A truck driver whose 110-year sentence for a fatal crash sparked widespread outrage may see his prison term significantly reduced after a Colorado judge said he will reconsider the punishment.
Judge Bruce Jones, who sits on the district court in Denver, said Monday he was scheduled a Jan. 13 hearing to reassess the length of incarceration given to truck driver Rogel Aguilera-Mederos, who was convicted of vehicular homicide for the 2019 crash and given the lengthy sentence earlier this month.
Minimum sentencing laws in Colorado forced Jones to give Aguilera-Mederos 110 years, but he said while handing it down on Dec. 13: “If I had the discretion, it would not be my sentence.”
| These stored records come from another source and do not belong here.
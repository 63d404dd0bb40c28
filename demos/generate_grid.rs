//! Example: Generate a planning-unit grid
//!
//! Demonstrates configuration, tiling and clipping to a drawn boundary.

use geo::{Area, Rect};
use hexgrid_planner::*;

fn main() {
    tracing_subscriber::fmt().with_target(false).init();

    println!("Planning-Unit Grid Generation Example");
    println!("=====================================\n");

    let config = SessionConfigBuilder::new()
        .target_crs("EPSG:3857")
        .expect("valid CRS")
        .cell_area_text("25 ha")
        .expect("valid cell area")
        .verbose(true)
        .build()
        .expect("valid configuration");

    println!("Configuration:");
    println!("  Target CRS: {}", config.target_crs);
    println!("  Cell Area: {} m²", config.cell_area);
    println!("  Workers: {}", config.workers);
    println!();

    let bounds = Rect::new(
        geo::coord! { x: 0.0, y: 0.0 },
        geo::coord! { x: 10_000.0, y: 8_000.0 },
    );

    println!("Tiling a {} x {} m extent...", bounds.width(), bounds.height());
    let grid = Grid::generate("demo-grid", bounds, &config).expect("grid generation");
    println!("Generated {} planning units\n", grid.unit_count());

    // Clip to a boundary as if drawn on the interactive map
    let payload = r#"{
        "type": "FeatureCollection",
        "features": [{
            "type": "Feature",
            "properties": {},
            "geometry": {
                "type": "Polygon",
                "coordinates": [[
                    [1000.0, 1000.0], [9000.0, 2000.0], [7000.0, 7000.0],
                    [2000.0, 6000.0], [1000.0, 1000.0]
                ]]
            }
        }]
    }"#;

    let (submitter, mut receiver) = boundary_channel();
    submitter.submit_geojson(payload).expect("valid payload");
    let boundary = receiver
        .request_polygon("draw the study area")
        .expect("boundary exchange")
        .expect("a polygon was drawn");

    let clipped = grid.clip_to_boundary(&boundary);
    println!(
        "Clipped to drawn boundary: {} of {} units remain",
        clipped.unit_count(),
        grid.unit_count()
    );

    // Sample cells
    println!("\nSample planning units:");
    for unit in clipped.units().iter().take(5) {
        println!(
            "  Unit {}: center=({:.1}, {:.1}), area={:.1} m²",
            unit.puid,
            unit.center.x,
            unit.center.y,
            unit.geometry.unsigned_area()
        );
    }

    println!("\nGeneration complete!");
}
“In all victim impact statements I read, I did not glean from them someone saying, ‘He should be in prison for the rest of his life, and he should never, ever get out,’” Jones added.
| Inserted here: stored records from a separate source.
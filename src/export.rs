//! Tabular rendering of overlap tables
//!
//! One data row per intersection record under a fixed three-column header,
//! in canonical table order, consumable by the downstream optimization tool.

use std::io::Write;

use serde::{Deserialize, Serialize};

use crate::error::{PlanningError, Result};
use crate::layer::AttrValue;
use crate::table::IntersectionTable;

/// Column names for the exported table
///
/// The literals are configurable; the semantics are fixed as
/// "species id", "planning unit id", "overlap amount".
#[derive(Debug, Clone, PartialEq, Eq, Serialize, Deserialize)]
pub struct ExportColumns {
    /// Header for the feature (species) identifier column
    pub species: String,
    /// Header for the planning-unit identifier column
    pub pu: String,
    /// Header for the overlap amount column
    pub amount: String,
}

impl Default for ExportColumns {
    fn default() -> Self {
        Self {
            species: "species".to_string(),
            pu: "pu".to_string(),
            amount: "amount".to_string(),
        }
    }
}

/// Render a table as `(feature_id, puid, amount)` rows in canonical order
///
/// Records with a non-positive amount cannot exist by construction, but the
/// boundary filters them defensively anyway so an upstream bug can never
/// leak zero rows into the export.
pub fn to_tabular(table: &IntersectionTable) -> Vec<(AttrValue, u32, u64)> {
    table
        .iter()
        .filter(|record| record.amount > 0)
        .map(|record| (record.feature_id.clone(), record.puid, record.amount))
        .collect()
}

/// Write a table as CSV to any writer
///
/// Header row first, then one row per record in canonical order, amounts as
/// plain integers, no index column.
///
/// # Errors
///
/// Returns `Input` when the underlying writer fails.
///
/// # Example
///
/// ```rust
/// use hexgrid_planner::*;
///
/// let table = IntersectionTable::from_records(vec![IntersectionRecord {
///     puid: 1,
///     feature_id: AttrValue::from("A"),
///     amount: 500,
/// }]);
///
/// let mut out = Vec::new();
/// write_csv(&table, &ExportColumns::default(), &mut out).unwrap();
/// assert_eq!(String::from_utf8(out).unwrap(), "species,pu,amount\nA,1,500\n");
/// ```
pub fn write_csv<W: Write>(
    table: &IntersectionTable,
    columns: &ExportColumns,
    writer: W,
) -> Result<()> {
    let mut csv_writer = csv::Writer::from_writer(writer);

    csv_writer
        .write_record([&columns.species, &columns.pu, &columns.amount])
        .map_err(csv_error)?;

    for (feature_id, puid, amount) in to_tabular(table) {
        csv_writer
            .write_record([
                feature_id.to_string(),
                puid.to_string(),
                amount.to_string(),
            ])
            .map_err(csv_error)?;
    }

    csv_writer.flush().map_err(|e| {
        PlanningError::Input(format!("cannot flush overlap export: {}", e))
    })
}

fn csv_error(error: csv::Error) -> PlanningError {
    PlanningError::Input(format!("cannot write overlap export: {}", error))
}
//! Default `layout` injection.

use serde_json::Value;

use super::DocumentTransform;
use crate::page::{Frontmatter, truthy_field};

/// Frontmatter key holding the page template path.
pub const LAYOUT_KEY: &str = "layout";

/// Template used for posts that do not name one.
pub const DEFAULT_LAYOUT: &str = "../../layouts/PostLayout.astro";

/// Sets `layout` to a fixed template path when it is absent or falsy.
///
/// A truthy `layout` is never touched. An existing falsy value is
/// overwritten where it stands; a missing key is appended.
#[derive(Debug, Clone)]
pub struct LayoutDefault {
    layout: String,
}

impl LayoutDefault {
    pub fn new(layout: impl Into<String>) -> Self {
        Self {
            layout: layout.into(),
        }
    }
}

impl Default for LayoutDefault {
    fn default() -> Self {
        Self::new(DEFAULT_LAYOUT)
    }
}

impl DocumentTransform for LayoutDefault {
    fn name(&self) -> &'static str {
        "layout"
    }

    fn apply(&self, frontmatter: &mut Frontmatter) {
        if truthy_field(frontmatter, LAYOUT_KEY).is_none() {
            frontmatter.insert(LAYOUT_KEY.to_string(), Value::String(self.layout.clone()));
        }
    }
}
//! Registered site integrations.
//!
//! Supported integrations:
//! - `tailwind`: Tailwind CSS
//!
//! Integrations are described, not executed: the tool resolves each one's
//! command line so `info` and `check` can report it.

mod tailwind;

use crate::config::SiteConfig;

/// A resolved integration.
#[derive(Debug, Clone, PartialEq, Eq)]
pub struct Integration {
    /// Integration name as used in config.
    pub name: &'static str,
    /// Full command line of the integration's tool.
    pub command: Vec<String>,
    /// Extra options passed through to the integration.
    pub options: Vec<(&'static str, String)>,
}

impl Integration {
    /// Command line joined for display.
    pub fn command_line(&self) -> String {
        self.command.join(" ")
    }
}

/// Integrations registered in config, in a stable order.
pub fn registered(config: &SiteConfig) -> Vec<Integration> {
    let mut integrations = Vec::new();
    if config.integrations.tailwind.enable {
        integrations.push(tailwind::integration(&config.integrations.tailwind));
    }
    integrations
}

#[cfg(test)]
mod tests {
    use super::*;

    #[test]
    fn test_default_registers_tailwind() {
        let config = SiteConfig::default();
        let integrations = registered(&config);
        assert_eq!(integrations.len(), 1);
        assert_eq!(integrations[0].name, "tailwind");
        assert_eq!(integrations[0].command_line(), "tailwindcss");
    }

    #[test]
    fn test_disabled_tailwind_not_registered() {
        let mut config = SiteConfig::default();
        config.integrations.tailwind.enable = false;
        assert!(registered(&config).is_empty());
    }
}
Jefferson County District Attorney Alexis King, whose office prosecuted the case, initiated the process to reduce the sentence, noting the unusual circumstances in the case.
“This is an exceptional case and requires an exceptional process,” she said Monday, adding that she would seek a prison sentence of 20 to 30 years.
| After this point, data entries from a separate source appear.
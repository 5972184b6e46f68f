//! Content discovery and the per-document frontmatter pass.
//!
//! ```text
//! content dir ──jwalk──> markdown files ──rayon──> Document::load ──> TransformPipeline::run
//! ```
//!
//! Each document owns its frontmatter, so documents are processed in
//! parallel without any shared mutable state.

mod kind;

pub use kind::ContentKind;

use std::path::{Path, PathBuf};

use anyhow::{Result, bail};
use jwalk::WalkDir;
use rayon::prelude::*;

use crate::debug;
use crate::page::{Document, FrontmatterError, truthy_field};
use crate::pipeline::{LAYOUT_KEY, TransformPipeline};
use crate::utils::path::resolve_path;

/// Files never treated as content.
const IGNORED_FILES: &[&str] = &[".DS_Store"];

/// A document after the transform pipeline ran.
#[derive(Debug, Clone)]
pub struct ProcessedDocument {
    pub doc: Document,
    /// `layout` was unset or falsy before the pass and is set now.
    pub layout_defaulted: bool,
}

/// Outcome of running the pipeline over a set of files.
#[derive(Debug, Default)]
pub struct ContentPass {
    /// Successfully processed documents, in path order.
    pub documents: Vec<ProcessedDocument>,
    /// Documents that could not be read or parsed.
    pub failures: Vec<FrontmatterError>,
}

impl ContentPass {
    /// Number of documents that received the default layout.
    pub fn defaulted_count(&self) -> usize {
        self.documents.iter().filter(|d| d.layout_defaulted).count()
    }
}

/// Collect all files from a directory recursively, sorted by path.
pub fn collect_all_files(dir: &Path) -> Vec<PathBuf> {
    let mut files: Vec<_> = WalkDir::new(dir)
        .into_iter()
        .filter_map(|e| e.ok())
        .filter(|e| e.file_type().is_file())
        .filter(|e| {
            let name = e.file_name().to_str().unwrap_or_default();
            !IGNORED_FILES.contains(&name)
        })
        .map(|e| e.path())
        .collect();
    files.sort();
    files
}

/// Resolve the content files named on the command line.
///
/// No paths means every content file under `content_dir`. Directories are
/// walked; plain files must have a content extension.
pub fn collect_content_files(paths: &[PathBuf], content_dir: &Path) -> Result<Vec<PathBuf>> {
    if paths.is_empty() {
        return Ok(filter_content_files(collect_all_files(content_dir)));
    }

    let mut all_files = Vec::new();
    for path in paths {
        let resolved = resolve_path(path, content_dir);

        if resolved.is_file() {
            if !ContentKind::is_content_file(&resolved) {
                bail!("Not a supported content file: {}", path.display());
            }
            all_files.push(resolved);
        } else if resolved.is_dir() {
            all_files.extend(filter_content_files(collect_all_files(&resolved)));
        } else {
            bail!(
                "Path not found: {}\n  Tried:\n    - {}\n    - {}",
                path.display(),
                path.display(),
                content_dir.join(path).display()
            );
        }
    }

    all_files.sort();
    all_files.dedup();
    Ok(all_files)
}

fn filter_content_files(files: Vec<PathBuf>) -> Vec<PathBuf> {
    files
        .into_iter()
        .filter(|p| ContentKind::is_content_file(p))
        .collect()
}

/// Run `pipeline` over one parsed document.
pub fn process_document(mut doc: Document, pipeline: &TransformPipeline) -> ProcessedDocument {
    let had_layout = truthy_field(&doc.frontmatter, LAYOUT_KEY).is_some();
    pipeline.run(&mut doc);
    let layout_defaulted = !had_layout && truthy_field(&doc.frontmatter, LAYOUT_KEY).is_some();

    if layout_defaulted {
        debug!("layout"; "defaulted {}", doc.path.display());
    }

    ProcessedDocument {
        doc,
        layout_defaulted,
    }
}

/// Load every file and run `pipeline` over each document.
pub fn process_files(files: &[PathBuf], pipeline: &TransformPipeline) -> ContentPass {
    let results: Vec<_> = files
        .par_iter()
        .map(|path| Document::load(path).map(|doc| process_document(doc, pipeline)))
        .collect();

    let mut pass = ContentPass::default();
    for result in results {
        match result {
            Ok(processed) => pass.documents.push(processed),
            Err(err) => pass.failures.push(err),
        }
    }
    pass
}

#[cfg(test)]
mod tests {
    use super::*;
    use crate::pipeline::{DEFAULT_LAYOUT, LayoutDefault};
    use std::fs;

    fn site_with_posts() -> tempfile::TempDir {
        let dir = tempfile::tempdir().unwrap();
        let posts = dir.path().join("posts");
        fs::create_dir_all(posts.join("2024")).unwrap();
        fs::write(posts.join("plain.md"), "# No frontmatter\n").unwrap();
        fs::write(
            posts.join("custom.md"),
            "---\ntitle: Custom\nlayout: ../../layouts/CustomLayout.astro\n---\nBody\n",
        )
        .unwrap();
        fs::write(posts.join("2024/empty.mdx"), "---\nlayout: \"\"\n---\n").unwrap();
        fs::write(
            posts.join("2024/nested.md"),
            "---\ntitle: Nested\nseo:\n  layout: og-card\ntags:\n  - rust\n---\n",
        )
        .unwrap();
        fs::write(posts.join("notes.txt"), "not content").unwrap();
        fs::write(posts.join(".DS_Store"), "").unwrap();
        dir
    }

    #[test]
    fn test_collect_all_content() {
        let dir = site_with_posts();
        let content = dir.path().join("posts");
        let files = collect_content_files(&[], &content).unwrap();

        let names: Vec<_> = files
            .iter()
            .map(|p| p.strip_prefix(&content).unwrap().to_string_lossy().into_owned())
            .collect();
        assert_eq!(names, ["2024/empty.mdx", "2024/nested.md", "custom.md", "plain.md"]);
    }

    #[test]
    fn test_collect_rejects_non_content_file() {
        let dir = site_with_posts();
        let content = dir.path().join("posts");
        let err = collect_content_files(&[content.join("notes.txt")], &content).unwrap_err();
        assert!(err.to_string().contains("Not a supported content file"));
    }

    #[test]
    fn test_collect_missing_path() {
        let dir = site_with_posts();
        let content = dir.path().join("posts");
        let result = collect_content_files(&[PathBuf::from("nope.md")], &content);
        assert!(result.is_err());
    }

    #[test]
    fn test_process_files_defaults_layout() {
        let dir = site_with_posts();
        let content = dir.path().join("posts");
        let files = collect_content_files(&[], &content).unwrap();
        let pass = process_files(&files, &TransformPipeline::new().pipe(LayoutDefault::default()));

        assert!(pass.failures.is_empty());
        assert_eq!(pass.documents.len(), 4);
        assert_eq!(pass.defaulted_count(), 3);

        for processed in &pass.documents {
            let layout = processed.doc.layout().unwrap();
            if processed.doc.title() == Some("Custom") {
                assert_eq!(layout, "../../layouts/CustomLayout.astro");
                assert!(!processed.layout_defaulted);
            } else {
                assert_eq!(layout, DEFAULT_LAYOUT);
                assert!(processed.layout_defaulted);
            }
        }
    }

    #[test]
    fn test_process_files_collects_failures() {
        let dir = tempfile::tempdir().unwrap();
        let good = dir.path().join("good.md");
        let bad = dir.path().join("bad.md");
        fs::write(&good, "---\ntitle: Good\n---\n").unwrap();
        fs::write(&bad, "+++\ntitle = \n+++\n").unwrap();

        let pass = process_files(&[bad.clone(), good], &TransformPipeline::new());
        assert_eq!(pass.documents.len(), 1);
        assert_eq!(pass.failures.len(), 1);
        assert!(matches!(&pass.failures[0], FrontmatterError::Toml(p, _) if *p == bad));
    }
}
Leonard Martinez, an attorney for Aguilera-Mederos, said Monday he believes King’s suggestion of 20 to 30 years is still too harsh and “not consistent with the precedent of prior similar cases throughout the State of Colorado and the entire country.” He may ask Colorado Gov. Jared Polis (D) to grant his client clemency, he added.
Aguilera-Mederos, 26, was found guilty of vehicular homicide in October after a semi-trailer truck he was driving caused a crash with 12 cars and three other semi-trailer trucks, killing four people and injuring others.
He said during trial that his brakes had failed, but prosecutors presented evidence that he missed a runaway truck ramp where he should have pulled the truck off the highway.
“The defendant caused the death of four people, serious bodily injury to others, and the impact of his truck caused damage to many more in our community,” King said Monday, emphasizing the need for some prison time.
Aguilera-Mederos’ effectively lifelong sentence sparked widespread outrage. Nearly 5 million people have signed an online petition calling for his prison term to be reduced, and many gathered to rally in his defense last week outside the Colorado state capitol.
While apologizing to victims’ families at his original sentencing, Aguilera-Mederos reflected on the severity of his conviction.
“When I look at my charges, we are talking about a murderer, which is not me,” he said. “I have never thought about hurting anybody in my entire life.”